Memorial Day weekend, 1990

2010-05-27 Leave a comment

1990-05-27 was a Sunday. It was Memorial Day weekend, so I only worked six hours that day. That was the way holiday weekends were conducted on the Commlink project at Martin Marietta. The rest of the team was almost certainly in there, too.

Despite having a million things to do, it’s hard to imagine that I minded the unpaid overtime much that particular weekend. In just twelve days, I would be heading out for a three month leave of absence and a road trip around the entire contiguous United States. Would the job, my first out of college, still be there when I got back? That was highly uncertain. Was I about to burst with excitement? That was unquestionable.

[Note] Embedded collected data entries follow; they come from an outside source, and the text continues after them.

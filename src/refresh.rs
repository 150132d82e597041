//! Single-flight refresh coordination for authorization failures.
//!
//! [`RefreshCoordinator`] turns any number of concurrent, refresh-eligible 401s into exactly
//! one call to the refresh endpoint. The first caller to reach an idle coordinator becomes the
//! owner of the flight and drives the refresh; every caller arriving while the flight is in
//! the air is queued behind it. When the refresh settles the credentials are updated (or
//! cleared) first, and only then is the queue drained in arrival order, so no replay can race
//! the refresh call. Tokens from a refresh that settles after the session was logged out or
//! replaced are never written back.

pub(crate) mod exchange;

mod stats;

pub use stats::RefreshMetrics;

// crates.io
use tokio::sync::oneshot;
// self
use crate::{
	_prelude::*,
	auth::{TokenPair, TokenSecret},
	error::RefreshError,
	session::{CompareAndSwapOutcome, CredentialStore},
};

type RefreshOutcome = Result<TokenSecret, RefreshError>;

#[derive(Debug)]
enum RefreshState {
	Idle,
	Refreshing { waiters: VecDeque<oneshot::Sender<Handoff>> },
}

/// Message delivered to a queued caller.
#[derive(Debug)]
enum Handoff {
	/// The flight settled with this outcome.
	Settled(RefreshOutcome),
	/// The owner went away; the receiver now drives the flight.
	Drive,
}

enum Ticket {
	Replay(TokenSecret),
	Owner,
	Waiter(oneshot::Receiver<Handoff>),
}

/// Owns the `Idle`/`Refreshing` state machine and its waiter queue.
///
/// The state sits behind a synchronous mutex that is never held across an `.await`; the
/// critical sections are "join or start a flight", "hand the flight on", and "drain the queue
/// and go idle".
///
/// Cancelling the caller that drives a flight does not fail the others: the oldest live waiter
/// takes the flight over and refreshes with its own refresh call.
pub struct RefreshCoordinator {
	state: Mutex<RefreshState>,
	credentials: Arc<CredentialStore>,
	timeout: Duration,
	metrics: RefreshMetrics,
}
impl RefreshCoordinator {
	/// Creates an idle coordinator updating `credentials` and bounding each refresh by `timeout`.
	pub fn new(credentials: Arc<CredentialStore>, timeout: Duration) -> Self {
		Self {
			state: Mutex::new(RefreshState::Idle),
			credentials,
			timeout,
			metrics: Default::default(),
		}
	}

	/// Returns `true` while a refresh is in flight.
	pub fn is_refreshing(&self) -> bool {
		matches!(*self.state.lock(), RefreshState::Refreshing { .. })
	}

	/// Number of callers queued behind the in-flight refresh, its owner excluded.
	pub fn pending_waiters(&self) -> usize {
		match &*self.state.lock() {
			RefreshState::Idle => 0,
			RefreshState::Refreshing { waiters } => waiters.len(),
		}
	}

	/// Counters describing refresh activity so far.
	pub fn metrics(&self) -> &RefreshMetrics {
		&self.metrics
	}

	/// Waits for a usable access token after an authorization failure.
	///
	/// `stale` is the access token the failed attempt carried. `refresh` performs the actual
	/// refresh call and only runs when this caller ends up driving the flight; waiters share
	/// the owner's outcome. Callers are resolved in arrival order.
	pub async fn acquire<F, Fut>(
		&self,
		stale: Option<&TokenSecret>,
		refresh: F,
	) -> Result<TokenSecret, RefreshError>
	where
		F: FnOnce(TokenSecret) -> Fut,
		Fut: Future<Output = Result<TokenPair, RefreshError>>,
	{
		match self.enqueue(stale) {
			Ticket::Replay(token) => {
				tracing::debug!("access token already rotated; replaying without refresh");

				self.metrics.record_replay();

				Ok(token)
			},
			Ticket::Owner => self.drive(refresh).await,
			Ticket::Waiter(rx) => {
				tracing::debug!("refresh in flight; queued behind it");

				self.metrics.record_queued();

				let mut slot = Slot { coordinator: self, rx };

				match (&mut slot.rx).await {
					Ok(Handoff::Settled(outcome)) => outcome,
					Ok(Handoff::Drive) => {
						tracing::debug!("took over the refresh from a departed owner");

						self.drive(refresh).await
					},
					Err(_) => Err(RefreshError::Abandoned),
				}
			},
		}
	}

	fn enqueue(&self, stale: Option<&TokenSecret>) -> Ticket {
		let mut state = self.state.lock();

		if let RefreshState::Refreshing { waiters } = &mut *state {
			let (tx, rx) = oneshot::channel();

			waiters.push_back(tx);

			return Ticket::Waiter(rx);
		}
		// Credentials only change before the queue drains, so under the state lock an idle
		// coordinator sees the result of every completed refresh.
		if let Some(current) = self.credentials.access_token()
			&& Some(&current) != stale
		{
			return Ticket::Replay(current);
		}

		*state = RefreshState::Refreshing { waiters: VecDeque::new() };

		Ticket::Owner
	}

	async fn drive<F, Fut>(&self, refresh: F) -> RefreshOutcome
	where
		F: FnOnce(TokenSecret) -> Fut,
		Fut: Future<Output = Result<TokenPair, RefreshError>>,
	{
		let flight = Flight { coordinator: self, settled: false };

		tracing::info!("access token rejected; refreshing session");

		self.metrics.record_attempt();

		let outcome = match self.credentials.get().refresh_token {
			Some(used) => self.refresh_with(used, refresh).await,
			None => {
				self.metrics.record_failure();

				if let Err(e) = self.credentials.clear().await {
					tracing::warn!(error = %e, "credential removal could not be persisted");
				}

				Err(RefreshError::MissingRefreshToken)
			},
		};

		flight.settle(outcome.clone());

		outcome
	}

	async fn refresh_with<F, Fut>(&self, used: TokenSecret, refresh: F) -> RefreshOutcome
	where
		F: FnOnce(TokenSecret) -> Fut,
		Fut: Future<Output = Result<TokenPair, RefreshError>>,
	{
		let result = match tokio::time::timeout(self.timeout, refresh(used.clone())).await {
			Ok(result) => result,
			Err(_) => Err(RefreshError::TimedOut { after: self.timeout }),
		};

		match result {
			Ok(pair) => {
				let access = pair.access_token.clone();

				match self.credentials.compare_and_swap_refresh(&used, pair).await {
					Ok(CompareAndSwapOutcome::Updated) => {},
					Ok(CompareAndSwapOutcome::RefreshMismatch) => {
						self.metrics.record_failure();

						return self.superseded();
					},
					Err(e) => {
						tracing::warn!(error = %e, "refreshed tokens could not be persisted");
					},
				}

				self.metrics.record_success();

				Ok(access)
			},
			Err(e) => {
				tracing::warn!(error = %e, "session refresh failed; ending session");

				self.metrics.record_failure();

				if let Err(store_err) = self.credentials.clear_if_refresh(&used).await {
					tracing::warn!(error = %store_err, "credential removal could not be persisted");
				}

				Err(e)
			},
		}
	}

	/// Outcome for a successful refresh whose session was logged out or replaced meanwhile.
	fn superseded(&self) -> RefreshOutcome {
		match self.credentials.access_token() {
			Some(current) => {
				tracing::info!("session replaced during refresh; discarding refreshed tokens");

				Ok(current)
			},
			None => {
				tracing::info!("session ended during refresh; discarding refreshed tokens");

				Err(RefreshError::SessionEnded)
			},
		}
	}

	fn settle(&self, outcome: RefreshOutcome) {
		let waiters = match std::mem::replace(&mut *self.state.lock(), RefreshState::Idle) {
			RefreshState::Refreshing { waiters } => waiters,
			RefreshState::Idle => VecDeque::new(),
		};

		tracing::debug!(waiters = waiters.len(), success = outcome.is_ok(), "refresh settled");

		for tx in waiters {
			// A receiver is only gone when its caller was dropped; nothing to resume.
			let _ = tx.send(Handoff::Settled(outcome.clone()));
		}
	}

	/// Passes the flight to the oldest waiter still listening, or goes idle if none is left.
	fn hand_off(&self) {
		let mut state = self.state.lock();

		if let RefreshState::Refreshing { waiters } = &mut *state {
			while let Some(tx) = waiters.pop_front() {
				if tx.send(Handoff::Drive).is_ok() {
					tracing::warn!("refresh owner dropped; next waiter takes over");

					return;
				}
			}
		}

		tracing::warn!("refresh owner dropped with no waiters left");

		*state = RefreshState::Idle;
	}
}
impl Debug for RefreshCoordinator {
	fn fmt(&self, f: &mut Formatter) -> FmtResult {
		f.debug_struct("RefreshCoordinator")
			.field("refreshing", &self.is_refreshing())
			.field("pending_waiters", &self.pending_waiters())
			.field("timeout", &self.timeout)
			.finish()
	}
}

/// Hands the flight on if the owner is dropped before the refresh settles.
struct Flight<'a> {
	coordinator: &'a RefreshCoordinator,
	settled: bool,
}
impl Flight<'_> {
	fn settle(mut self, outcome: RefreshOutcome) {
		self.settled = true;
		self.coordinator.settle(outcome);
	}
}
impl Drop for Flight<'_> {
	fn drop(&mut self) {
		if !self.settled {
			self.coordinator.hand_off();
		}
	}
}

/// A queued caller's receiver. A takeover delivered after the caller was dropped is passed on.
struct Slot<'a> {
	coordinator: &'a RefreshCoordinator,
	rx: oneshot::Receiver<Handoff>,
}
impl Drop for Slot<'_> {
	fn drop(&mut self) {
		if let Ok(Handoff::Drive) = self.rx.try_recv() {
			self.coordinator.hand_off();
		}
	}
}
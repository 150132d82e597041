//! Thread-safe in-memory [`TokenStorage`] implementation for local development and tests.

// self
use crate::{
	_prelude::*,
	store::{StoreError, StoreFuture, TokenStorage},
};

type StoreMap = Arc<RwLock<HashMap<String, String>>>;

/// Thread-safe storage backend that keeps values in-process for tests and demos.
#[derive(Clone, Debug, Default)]
pub struct MemoryStore(StoreMap);
impl MemoryStore {
	/// Builds a store pre-populated with the provided entries.
	pub fn with_entries<I, K, V>(entries: I) -> Self
	where
		I: IntoIterator<Item = (K, V)>,
		K: Into<String>,
		V: Into<String>,
	{
		let map = entries.into_iter().map(|(k, v)| (k.into(), v.into())).collect();

		Self(Arc::new(RwLock::new(map)))
	}

	/// Returns a synchronous copy of the value stored under `key`.
	pub fn snapshot(&self, key: &str) -> Option<String> {
		self.0.read().get(key).cloned()
	}

	/// Returns the number of stored entries.
	pub fn len(&self) -> usize {
		self.0.read().len()
	}

	/// Returns `true` when nothing is stored.
	pub fn is_empty(&self) -> bool {
		self.0.read().is_empty()
	}

	fn set_now(map: StoreMap, key: String, value: String) -> Result<(), StoreError> {
		map.write().insert(key, value);

		Ok(())
	}

	fn remove_now(map: StoreMap, key: &str) -> Result<(), StoreError> {
		map.write().remove(key);

		Ok(())
	}
}
impl TokenStorage for MemoryStore {
	fn get<'a>(&'a self, key: &'a str) -> StoreFuture<'a, Option<String>> {
		let value = self.snapshot(key);

		Box::pin(async move { Ok(value) })
	}

	fn set<'a>(&'a self, key: &'a str, value: String) -> StoreFuture<'a, ()> {
		let map = self.0.clone();
		let key = key.to_owned();

		Box::pin(async move { Self::set_now(map, key, value) })
	}

	fn remove<'a>(&'a self, key: &'a str) -> StoreFuture<'a, ()> {
		let map = self.0.clone();

		Box::pin(async move { Self::remove_now(map, key) })
	}
}
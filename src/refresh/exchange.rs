//! The `POST /auth/refresh` call.

// crates.io
use http::{HeaderValue, Method, header::CONTENT_TYPE};
// self
use crate::{
	_prelude::*,
	auth::{TokenPair, TokenSecret},
	config::ClientConfig,
	error::RefreshError,
	obs::{self, CallKind, CallOutcome, CallSpan},
	transport::{ApiTransport, OutboundRequest},
};

#[derive(Serialize)]
#[serde(rename_all = "camelCase")]
struct RefreshBody<'a> {
	refresh_token: &'a str,
}

/// Exchanges `refresh_token` for a new pair at the configured refresh endpoint.
///
/// The call bypasses the outbound pipeline: it never carries an `Authorization` header and a
/// failure here is never itself refreshed. Anything but a 2xx carrying two non-empty tokens is
/// a [`RefreshError`].
pub(crate) async fn exchange<T>(
	transport: &T,
	config: &ClientConfig,
	refresh_token: TokenSecret,
) -> Result<TokenPair, RefreshError>
where
	T: ?Sized + ApiTransport,
{
	const KIND: CallKind = CallKind::Refresh;

	let span = CallSpan::new(KIND, "exchange");

	obs::record_call_outcome(KIND, CallOutcome::Attempt);

	let result = span
		.instrument(async move {
			let body = serde_json::to_vec(&RefreshBody { refresh_token: refresh_token.expose() })
				.map_err(|e| RefreshError::Malformed {
					message: format!("refresh request could not be encoded: {e}"),
				})?;
			let mut headers = config.default_headers.clone();

			headers.insert(CONTENT_TYPE, HeaderValue::from_static("application/json"));

			let response = transport
				.execute(OutboundRequest {
					method: Method::POST,
					url: config.refresh_url.clone(),
					headers,
					body: Some(body),
				})
				.await?;

			if !response.is_success() {
				return Err(RefreshError::Rejected { status: response.status.as_u16() });
			}

			let mut deserializer = serde_json::Deserializer::from_slice(&response.body);
			let pair: TokenPair = serde_path_to_error::deserialize(&mut deserializer)
				.map_err(|e| RefreshError::Malformed { message: e.to_string() })?;

			if pair.access_token.is_blank() || pair.refresh_token.is_blank() {
				return Err(RefreshError::Malformed { message: "empty token in response".into() });
			}

			Ok(pair)
		})
		.await;

	match &result {
		Ok(_) => obs::record_call_outcome(KIND, CallOutcome::Success),
		Err(_) => obs::record_call_outcome(KIND, CallOutcome::Failure),
	}

	result
}

#[cfg(test)]
mod tests {
	// crates.io
	use http::StatusCode;
	// self
	use super::*;
	use crate::{_preludet::*, transport::ApiResponse};

	async fn run(reply: Reply) -> (Result<TokenPair, RefreshError>, Vec<OutboundRequest>) {
		let transport = ScriptedTransport::new(move |_| reply.clone());
		let result = exchange(&transport, &test_config(), TokenSecret::new("R1")).await;

		(result, transport.calls())
	}

	#[tokio::test]
	async fn posts_refresh_token_without_authorization() {
		let (result, calls) = run(Reply::json(200, serde_json::json!({
			"accessToken": "T2",
			"refreshToken": "R2",
		})))
		.await;
		let pair = result.expect("Well-formed refresh response should succeed.");

		assert_eq!(pair, TokenPair::new("T2", "R2"));
		assert_eq!(calls.len(), 1);
		assert_eq!(calls[0].method, Method::POST);
		assert_eq!(calls[0].url.path(), "/auth/refresh");
		assert_eq!(calls[0].bearer_token(), None);
		assert_eq!(calls[0].body.as_deref(), Some(&br#"{"refreshToken":"R1"}"#[..]));
	}

	#[tokio::test]
	async fn non_success_status_is_rejected() {
		let (result, _) = run(Reply::status(401)).await;

		assert!(matches!(result, Err(RefreshError::Rejected { status: 401 })));
	}

	#[tokio::test]
	async fn wrong_shape_is_malformed() {
		let (result, _) = run(Reply::json(200, serde_json::json!({ "token": "T2" }))).await;

		assert!(matches!(result, Err(RefreshError::Malformed { .. })));

		let (result, _) = run(Reply::json(200, serde_json::json!({
			"accessToken": "",
			"refreshToken": "R2",
		})))
		.await;

		assert!(matches!(result, Err(RefreshError::Malformed { .. })));

		let (result, _) = run(Reply::new(ApiResponse::new(StatusCode::OK, "<html>"))).await;

		assert!(matches!(result, Err(RefreshError::Malformed { .. })));
	}

	#[tokio::test]
	async fn network_failure_is_transport() {
		let (result, _) = run(Reply::network_error("connection reset")).await;

		assert!(matches!(result, Err(RefreshError::Transport { .. })));
	}
}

My imagination framed it as a cross between Kerouac’s “On the Road”, Steinbeck’s “Travels with Charley”, and Least Heat Moon’s “Blue Highways”. In other words, the ideal American summer. Me, a road atlas, and my silver 1986 Dodge Charger.

One of the more exciting chores was the construction of a bed in the back of the Charger. The bed was a monstrous wooden contraption that would flip up over the folded-down rear and passenger seats in order to level up a sleeping space just long enough to accommodate 6′ 1″. It included a crudely crafted beehive of storage cubbyholes and shelves behind the driver’s side. Everything I would need for three months had to fit in that small space. That project had been ramping up for a few weeks in whatever hours our ridiculous work schedule left unfilled. It was starting to take shape by Memorial Day weekend, and I was doing a reasonable job of retaining all of my fingers despite a healthy dose of ineptitude with power tools.

Little did I know it at the time, but the wooden monstronsity and the Charger had only 25 days to live.

Not to spoil the suspense, but the ski pole hatch prop was destined to survive…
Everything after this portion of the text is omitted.